_How to complete this task_
The data below holds a line containing "location key (e.g." and a line containing "impl Output for FileOutput"; please quote exactly those two lines and every line between them, and nothing else.

Data listing Block Start

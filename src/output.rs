use anyhow::anyhow;
use formatx::formatx;
use std::fmt::Debug;
use std::fs::File;
use std::io;
use std::io::{BufWriter, Write};
use std::path::PathBuf;

/// Somewhere the tables of a run can be written, each identified by a location key (e.g.
/// "buildings") and a file extension (e.g. "csv").
pub trait Output: Debug + Sync + Send {
    fn writer_for_location_key(
        &self,
        location_key: &str,
        file_extension: &str,
    ) -> anyhow::Result<impl Write>;
    /// Whether this output can be considered a no-op and therefore that any code that only writes to the output can be skipped.
    fn is_noop(&self) -> bool {
        false
    }
}

/// Writes each table to a file in a directory. The file name is made by filling the template's two
/// `{}` placeholders with the location key and the extension.
#[derive(Debug)]
pub struct FileOutput {
    directory_path: PathBuf,
    file_template: String,
}

impl FileOutput {
    pub fn new(directory_path: PathBuf, file_template: String) -> Self {
        Self {
            directory_path,
            file_template,
        }
    }

    pub(crate) fn file_name(&self, location_key: &str, file_extension: &str) -> anyhow::Result<String> {
        formatx!(&self.file_template, location_key, file_extension)
            .map_err(|err| anyhow!("Output file template '{}' is invalid: {err}", self.file_template))
    }
}

impl Output for FileOutput {
    fn writer_for_location_key(
        &self,
        location_key: &str,
        file_extension: &str,
    ) -> anyhow::Result<impl Write> {
        Ok(BufWriter::new(File::create(
            self.directory_path
                .join(self.file_name(location_key, file_extension)?),
        )?))
    }
}

impl Output for &FileOutput {
    fn writer_for_location_key(
        &self,
        location_key: &str,
        file_extension: &str,
    ) -> anyhow::Result<impl Write> {
        <FileOutput as Output>::writer_for_location_key(self, location_key, file_extension)
    }
}

/// An output that goes to nowhere/ a "sink"/ /dev/null.
#[derive(Debug, Default)]
pub struct SinkOutput;

impl Output for SinkOutput {
    fn writer_for_location_key(
        &self,
        _location_key: &str,
        _file_extension: &str,
    ) -> anyhow::Result<impl Write> {
        Ok(io::sink())
    }

    fn is_noop(&self) -> bool {
        true
    }
}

Data listing Block End

_Worked solution_
/// Somewhere the tables of a run can be written, each identified by a location key (e.g.
/// "buildings") and a file extension (e.g. "csv").
pub trait Output: Debug + Sync + Send {
    fn writer_for_location_key(
        &self,
        location_key: &str,
        file_extension: &str,
    ) -> anyhow::Result<impl Write>;
    /// Whether this output can be considered a no-op and therefore that any code that only writes to the output can be skipped.
    fn is_noop(&self) -> bool {
        false
    }
}

/// Writes each table to a file in a directory. The file name is made by filling the template's two
/// `{}` placeholders with the location key and the extension.
#[derive(Debug)]
pub struct FileOutput {
    directory_path: PathBuf,
    file_template: String,
}

impl FileOutput {
    pub fn new(directory_path: PathBuf, file_template: String) -> Self {
        Self {
            directory_path,
            file_template,
        }
    }

    pub(crate) fn file_name(&self, location_key: &str, file_extension: &str) -> anyhow::Result<String> {
        formatx!(&self.file_template, location_key, file_extension)
            .map_err(|err| anyhow!("Output file template '{}' is invalid: {err}", self.file_template))
    }
}

impl Output for FileOutput {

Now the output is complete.